Best practice for caching hash

Chris Angelico rosuav at gmail.com
Tue Mar 15 19:57:48 EDT 2022


On Wed, 16 Mar 2022 at 10:42, Cameron Simpson <cs at cskk.id.au> wrote:
>
> On 12Mar2022 21:45, Marco Sulla <Marco.Sulla.Python at gmail.com> wrote:
> >I have a custom immutable object, and I added a cache for its hash
> >value. The problem is the object can be composed of mutable or
> >immutable objects, so the hash can raise TypeError.
>
> Is it sensible to compute the hash only from the immutable parts?
> Bearing in mind that usually you need an equality function as well and
> it may have the same stability issues.

My understanding - and I'm sure Marco will correct me if I'm wrong
here - is that this behaves like a tuple: if it contains nothing but
hashable objects, it is itself hashable, but if it contains anything
unhashable, the entire tuple isn't hashable.

(Though it's a little confusing; a frozendict has to have nothing but
immutable objects, yet it permits them to be unhashable? I know of
hashable mutable objects, but can't think of any unhashable immutable
objects. And I'm not sure whether a hashable-mutable would be
permitted in a frozendict, or whether it'd even know.)

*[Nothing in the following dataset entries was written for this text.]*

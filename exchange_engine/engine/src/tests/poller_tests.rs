use std::sync::Arc;
use std::time::Duration;

use serde_json::json;
use tokio::time::Instant;

use crate::compute::wait_for_completion;
use crate::error::ExchangeError;
use crate::ledger::TaskClient;
use crate::tests::support::ScriptedTasks;
use crate::types::TaskState;

fn completed_task() -> String {
    json!({
        "id": "task-1",
        "inputData": { "dataId": "data-1", "consumerPk": "0a0b" },
        "result": {}
    })
    .to_string()
}

#[tokio::test(start_paused = true)]
async fn test_times_out_between_deadline_and_one_interval_later() {
    let tasks = Arc::new(ScriptedTasks::pending_forever());
    let client = TaskClient::new(tasks.clone());

    let started = Instant::now();
    let err = wait_for_completion(&client, "task-1", Duration::from_millis(1000), Duration::from_millis(500))
        .await
        .unwrap_err();
    let waited = started.elapsed();

    match err {
        ExchangeError::Timeout { task_id, elapsed_ms } => {
            assert_eq!(task_id, "task-1");
            assert!((1000..=1500).contains(&elapsed_ms), "{elapsed_ms}");
        }
        other => panic!("unexpected error: {other}"),
    }
    assert!(waited >= Duration::from_millis(1000) && waited <= Duration::from_millis(1500));
    // fetches at 0, 500, 1000 and 1500
    assert_eq!(tasks.fetches(), 4);
}

#[tokio::test(start_paused = true)]
async fn test_returns_as_soon_as_task_completes() {
    let tasks = Arc::new(ScriptedTasks {
        fetches: Default::default(),
        replies: vec![Ok("{}".into()), Ok("{}".into()), Ok(completed_task())],
    });
    let client = TaskClient::new(tasks.clone());

    let started = Instant::now();
    let task = wait_for_completion(&client, "task-1", Duration::from_secs(10), Duration::from_millis(500))
        .await
        .unwrap();

    assert_eq!(task.id, "task-1");
    assert_eq!(task.state(), TaskState::Completed);
    assert_eq!(tasks.fetches(), 3);
    assert_eq!(started.elapsed(), Duration::from_millis(1000));
}

#[tokio::test(start_paused = true)]
async fn test_fetch_error_ends_the_wait() {
    let tasks = Arc::new(ScriptedTasks {
        fetches: Default::default(),
        replies: vec![Ok("{}".into()), Err(ExchangeError::Upstream(String::new()))],
    });
    let client = TaskClient::new(tasks.clone());

    let err = wait_for_completion(&client, "task-1", Duration::from_secs(10), Duration::from_millis(500))
        .await
        .unwrap_err();
    assert!(matches!(err, ExchangeError::Upstream(_)));
    assert_eq!(tasks.fetches(), 2);
}

#[tokio::test(start_paused = true)]
async fn test_verification_error_is_terminal() {
    let flagged = json!({
        "id": "task-1",
        "inputData": { "dataId": "data-1", "consumerPk": "0a0b" },
        "verificationError": "node-1: bad proof"
    })
    .to_string();
    let tasks = Arc::new(ScriptedTasks {
        fetches: Default::default(),
        replies: vec![Ok(flagged)],
    });

    let task = wait_for_completion(&TaskClient::new(tasks), "task-1", Duration::from_secs(1), Duration::from_millis(500))
        .await
        .unwrap();
    assert_eq!(task.state(), TaskState::VerificationFailed);
}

As such, any valid hash value will be stable, and "asking for a hash
will raise TypeError" is also stable.

> >The problem is the first time I get an error with details, for example:
> >
> >TypeError: unhashable type: 'list'
> >
> >The subsequent times I simply raise a generic error:
> >
> >TypeError
>
> You could, you know, cache the original exception. That does keep links
> to the traceback and therefore all the associates stack frames, so that
> isn't cheap (it is peerfectly fast - just the reference, t just prevents
> those things from being reclaimed).

I don't like that idea myself, for that exact reason - it'll keep
arbitrary numbers of objects alive. But caching the stringified form
would be more reasonable here, and have similar effect.